▸ Task to complete:
Retype every entry precisely and keep each line whole.
- Opening Delimiter -
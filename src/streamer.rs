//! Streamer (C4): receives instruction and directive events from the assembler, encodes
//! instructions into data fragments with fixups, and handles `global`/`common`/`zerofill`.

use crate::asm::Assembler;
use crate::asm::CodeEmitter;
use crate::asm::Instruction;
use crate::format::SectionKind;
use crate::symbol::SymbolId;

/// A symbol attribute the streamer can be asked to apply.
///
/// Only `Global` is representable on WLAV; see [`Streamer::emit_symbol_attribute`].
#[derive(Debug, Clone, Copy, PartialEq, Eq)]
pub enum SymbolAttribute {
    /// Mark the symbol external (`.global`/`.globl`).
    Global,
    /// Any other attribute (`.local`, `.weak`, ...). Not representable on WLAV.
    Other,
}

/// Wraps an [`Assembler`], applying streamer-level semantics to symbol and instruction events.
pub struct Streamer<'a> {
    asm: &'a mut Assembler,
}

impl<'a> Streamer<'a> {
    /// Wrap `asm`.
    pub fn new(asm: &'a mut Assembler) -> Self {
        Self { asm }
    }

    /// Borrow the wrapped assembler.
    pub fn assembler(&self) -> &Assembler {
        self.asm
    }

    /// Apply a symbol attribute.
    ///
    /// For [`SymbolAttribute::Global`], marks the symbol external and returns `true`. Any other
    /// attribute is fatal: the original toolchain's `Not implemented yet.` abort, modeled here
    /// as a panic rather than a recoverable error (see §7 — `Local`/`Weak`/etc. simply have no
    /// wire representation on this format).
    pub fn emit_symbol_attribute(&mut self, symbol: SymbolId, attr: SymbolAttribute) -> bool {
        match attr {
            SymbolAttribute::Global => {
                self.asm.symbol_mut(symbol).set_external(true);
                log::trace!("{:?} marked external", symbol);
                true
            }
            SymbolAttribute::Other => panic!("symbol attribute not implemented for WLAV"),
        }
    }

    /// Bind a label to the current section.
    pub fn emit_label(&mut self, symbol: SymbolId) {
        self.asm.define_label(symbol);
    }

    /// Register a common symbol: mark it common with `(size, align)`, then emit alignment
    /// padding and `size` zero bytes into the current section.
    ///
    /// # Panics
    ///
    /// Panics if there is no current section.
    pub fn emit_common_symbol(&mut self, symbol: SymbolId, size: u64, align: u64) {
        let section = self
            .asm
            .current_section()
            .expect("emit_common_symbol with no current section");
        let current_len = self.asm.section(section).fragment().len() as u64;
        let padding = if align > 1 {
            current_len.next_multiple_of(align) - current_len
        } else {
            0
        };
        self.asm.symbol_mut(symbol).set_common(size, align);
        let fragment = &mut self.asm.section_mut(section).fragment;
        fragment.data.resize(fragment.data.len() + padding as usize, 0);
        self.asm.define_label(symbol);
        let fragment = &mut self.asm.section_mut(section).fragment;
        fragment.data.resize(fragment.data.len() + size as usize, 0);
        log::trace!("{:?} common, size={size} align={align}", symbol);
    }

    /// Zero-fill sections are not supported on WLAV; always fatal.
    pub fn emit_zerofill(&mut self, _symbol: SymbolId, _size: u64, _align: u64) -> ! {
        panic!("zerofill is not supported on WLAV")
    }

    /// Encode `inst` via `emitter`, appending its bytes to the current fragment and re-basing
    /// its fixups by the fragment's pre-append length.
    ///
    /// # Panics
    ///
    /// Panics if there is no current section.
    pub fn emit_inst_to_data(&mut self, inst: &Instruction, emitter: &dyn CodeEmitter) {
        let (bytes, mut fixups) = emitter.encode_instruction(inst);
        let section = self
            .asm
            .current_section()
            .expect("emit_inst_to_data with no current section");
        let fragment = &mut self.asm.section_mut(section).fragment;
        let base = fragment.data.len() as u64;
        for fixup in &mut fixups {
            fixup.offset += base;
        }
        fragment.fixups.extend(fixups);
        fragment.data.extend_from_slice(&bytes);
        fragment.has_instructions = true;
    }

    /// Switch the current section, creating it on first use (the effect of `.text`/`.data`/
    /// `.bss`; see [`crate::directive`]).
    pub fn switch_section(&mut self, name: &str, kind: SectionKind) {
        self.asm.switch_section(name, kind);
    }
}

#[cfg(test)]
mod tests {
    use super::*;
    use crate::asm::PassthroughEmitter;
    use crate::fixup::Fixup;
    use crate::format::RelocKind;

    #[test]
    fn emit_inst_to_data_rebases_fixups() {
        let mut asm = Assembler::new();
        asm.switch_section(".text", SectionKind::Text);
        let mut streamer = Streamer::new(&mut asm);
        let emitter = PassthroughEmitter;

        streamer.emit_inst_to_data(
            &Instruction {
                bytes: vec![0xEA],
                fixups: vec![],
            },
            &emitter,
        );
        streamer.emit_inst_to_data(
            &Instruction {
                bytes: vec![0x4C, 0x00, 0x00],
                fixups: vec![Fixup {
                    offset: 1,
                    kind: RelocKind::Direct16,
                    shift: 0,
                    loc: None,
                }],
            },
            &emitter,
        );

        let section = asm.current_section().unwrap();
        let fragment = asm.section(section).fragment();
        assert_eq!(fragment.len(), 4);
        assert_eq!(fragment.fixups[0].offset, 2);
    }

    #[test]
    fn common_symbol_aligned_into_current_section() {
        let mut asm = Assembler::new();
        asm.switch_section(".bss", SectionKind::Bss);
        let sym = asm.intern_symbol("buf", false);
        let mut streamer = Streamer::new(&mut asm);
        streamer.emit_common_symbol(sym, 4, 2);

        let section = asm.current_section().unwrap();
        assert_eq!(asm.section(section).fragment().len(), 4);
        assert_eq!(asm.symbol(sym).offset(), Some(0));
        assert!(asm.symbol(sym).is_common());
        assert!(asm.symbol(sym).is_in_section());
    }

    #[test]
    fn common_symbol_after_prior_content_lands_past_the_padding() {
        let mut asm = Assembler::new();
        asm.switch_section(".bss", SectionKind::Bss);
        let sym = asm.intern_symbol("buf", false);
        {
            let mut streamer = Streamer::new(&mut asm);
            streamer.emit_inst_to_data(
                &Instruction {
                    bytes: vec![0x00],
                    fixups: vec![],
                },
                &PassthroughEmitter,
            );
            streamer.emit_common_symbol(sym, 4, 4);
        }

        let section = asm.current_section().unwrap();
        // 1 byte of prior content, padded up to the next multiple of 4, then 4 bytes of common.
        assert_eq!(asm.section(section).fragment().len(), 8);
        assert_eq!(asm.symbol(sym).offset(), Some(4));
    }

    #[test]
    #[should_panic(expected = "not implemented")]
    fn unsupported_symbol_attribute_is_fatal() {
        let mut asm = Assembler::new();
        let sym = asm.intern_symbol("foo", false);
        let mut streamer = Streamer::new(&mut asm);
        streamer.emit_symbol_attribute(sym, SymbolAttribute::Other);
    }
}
- Closing Delimiter -
▸ Reply:
filename src/streamer.rs
//! Streamer (C4): receives instruction and directive events from the assembler, encodes
//! instructions into data fragments with fixups, and handles `global`/`common`/`zerofill`.

use crate::asm::Assembler;
use crate::asm::CodeEmitter;
use crate::asm::Instruction;
use crate::format::SectionKind;
use crate::symbol::SymbolId;

/// A symbol attribute the streamer can be asked to apply.
///
/// Only `Global` is representable on WLAV; see [`Streamer::emit_symbol_attribute`].
#[derive(Debug, Clone, Copy, PartialEq, Eq)]
pub enum SymbolAttribute {
    /// Mark the symbol external (`.global`/`.globl`).
    Global,
    /// Any other attribute (`.local`, `.weak`, ...). Not representable on WLAV.
    Other,
}

/// Wraps an [`Assembler`], applying streamer-level semantics to symbol and instruction events.
pub struct Streamer<'a> {
    asm: &'a mut Assembler,
}

impl<'a> Streamer<'a> {
    /// Wrap `asm`.
    pub fn new(asm: &'a mut Assembler) -> Self {
        Self { asm }
    }

    /// Borrow the wrapped assembler.
    pub fn assembler(&self) -> &Assembler {
        self.asm
    }

    /// Apply a symbol attribute.
    ///
    /// For [`SymbolAttribute::Global`], marks the symbol external and returns `true`. Any other
    /// attribute is fatal: the original toolchain's `Not implemented yet.` abort, modeled here
    /// as a panic rather than a recoverable error (see §7 — `Local`/`Weak`/etc. simply have no
    /// wire representation on this format).
    pub fn emit_symbol_attribute(&mut self, symbol: SymbolId, attr: SymbolAttribute) -> bool {
        match attr {
            SymbolAttribute::Global => {
                self.asm.symbol_mut(symbol).set_external(true);
                log::trace!("{:?} marked external", symbol);
                true
            }
            SymbolAttribute::Other => panic!("symbol attribute not implemented for WLAV"),
        }
    }

    /// Bind a label to the current section.
    pub fn emit_label(&mut self, symbol: SymbolId) {
        self.asm.define_label(symbol);
    }

    /// Register a common symbol: mark it common with `(size, align)`, then emit alignment
    /// padding and `size` zero bytes into the current section.
    ///
    /// # Panics
    ///
    /// Panics if there is no current section.
    pub fn emit_common_symbol(&mut self, symbol: SymbolId, size: u64, align: u64) {
        let section = self
            .asm
            .current_section()
            .expect("emit_common_symbol with no current section");
        let current_len = self.asm.section(section).fragment().len() as u64;
        let padding = if align > 1 {
            current_len.next_multiple_of(align) - current_len
        } else {
            0
        };
        self.asm.symbol_mut(symbol).set_common(size, align);
        let fragment = &mut self.asm.section_mut(section).fragment;
        fragment.data.resize(fragment.data.len() + padding as usize, 0);
        self.asm.define_label(symbol);
        let fragment = &mut self.asm.section_mut(section).fragment;
        fragment.data.resize(fragment.data.len() + size as usize, 0);
        log::trace!("{:?} common, size={size} align={align}", symbol);
    }

    /// Zero-fill sections are not supported on WLAV; always fatal.
    pub fn emit_zerofill(&mut self, _symbol: SymbolId, _size: u64, _align: u64) -> ! {
        panic!("zerofill is not supported on WLAV")
    }

    /// Encode `inst` via `emitter`, appending its bytes to the current fragment and re-basing
    /// its fixups by the fragment's pre-append length.
    ///
    /// # Panics
    ///
    /// Panics if there is no current section.
    pub fn emit_inst_to_data(&mut self, inst: &Instruction, emitter: &dyn CodeEmitter) {
        let (bytes, mut fixups) = emitter.encode_instruction(inst);
        let section = self
            .asm
            .current_section()
            .expect("emit_inst_to_data with no current section");
        let fragment = &mut self.asm.section_mut(section).fragment;
        let base = fragment.data.len() as u64;
        for fixup in &mut fixups {
            fixup.offset += base;
        }
        fragment.fixups.extend(fixups);
        fragment.data.extend_from_slice(&bytes);
        fragment.has_instructions = true;
    }

    /// Switch the current section, creating it on first use (the effect of `.text`/`.data`/
    /// `.bss`; see [`crate::directive`]).
    pub fn switch_section(&mut self, name: &str, kind: SectionKind) {
        self.asm.switch_section(name, kind);
    }
}

#[cfg(test)]
mod tests {
    use super::*;
    use crate::asm::PassthroughEmitter;
    use crate::fixup::Fixup;
    use crate::format::RelocKind;

    #[test]
    fn emit_inst_to_data_rebases_fixups() {
        let mut asm = Assembler::new();
        asm.switch_section(".text", SectionKind::Text);
        let mut streamer = Streamer::new(&mut asm);
        let emitter = PassthroughEmitter;

        streamer.emit_inst_to_data(
            &Instruction {
                bytes: vec![0xEA],
                fixups: vec![],
            },
            &emitter,
        );
        streamer.emit_inst_to_data(
            &Instruction {
                bytes: vec![0x4C, 0x00, 0x00],
                fixups: vec![Fixup {
                    offset: 1,
                    kind: RelocKind::Direct16,
                    shift: 0,
                    loc: None,
                }],
            },
            &emitter,
        );

        let section = asm.current_section().unwrap();
        let fragment = asm.section(section).fragment();
        assert_eq!(fragment.len(), 4);
        assert_eq!(fragment.fixups[0].offset, 2);
    }

    #[test]
    fn common_symbol_aligned_into_current_section() {
        let mut asm = Assembler::new();
        asm.switch_section(".bss", SectionKind::Bss);
        let sym = asm.intern_symbol("buf", false);
        let mut streamer = Streamer::new(&mut asm);
        streamer.emit_common_symbol(sym, 4, 2);

        let section = asm.current_section().unwrap();
        assert_eq!(asm.section(section).fragment().len(), 4);
        assert_eq!(asm.symbol(sym).offset(), Some(0));
        assert!(asm.symbol(sym).is_common());
        assert!(asm.symbol(sym).is_in_section());
    }

    #[test]
    fn common_symbol_after_prior_content_lands_past_the_padding() {
        let mut asm = Assembler::new();
        asm.switch_section(".bss", SectionKind::Bss);
        let sym = asm.intern_symbol("buf", false);
        {
            let mut streamer = Streamer::new(&mut asm);
            streamer.emit_inst_to_data(
                &Instruction {
                    bytes: vec![0x00],
                    fixups: vec![],
                },
                &PassthroughEmitter,
            );
            streamer.emit_common_symbol(sym, 4, 4);
        }

        let section = asm.current_section().unwrap();
        // 1 byte of prior content, padded up to the next multiple of 4, then 4 bytes of common.
        assert_eq!(asm.section(section).fragment().len(), 8);
        assert_eq!(asm.symbol(sym).offset(), Some(4));
    }

    #[test]
    #[should_panic(expected = "not implemented")]
    fn unsupported_symbol_attribute_is_fatal() {
        let mut asm = Assembler::new();
        let sym = asm.intern_symbol("foo", false);
        let mut streamer = Streamer::new(&mut asm);
        streamer.emit_symbol_attribute(sym, SymbolAttribute::Other);
    }
}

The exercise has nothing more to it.